*Provided records:*
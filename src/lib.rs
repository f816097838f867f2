pub mod common;
pub mod config;
pub mod parser;

pub use common::source::{FetchOutcome, MediaSource};
pub use parser::{MediaResult, Platform, StreamSelector, select_best_streams};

*About this task:*
Each record must be returned in full and exactly.

*Answer section:*
filename src/lib.rs
repository f816097838f867f2
pub mod common;
pub mod config;
pub mod parser;

pub use common::source::{FetchOutcome, MediaSource};
pub use parser::{MediaResult, Platform, StreamSelector, select_best_streams};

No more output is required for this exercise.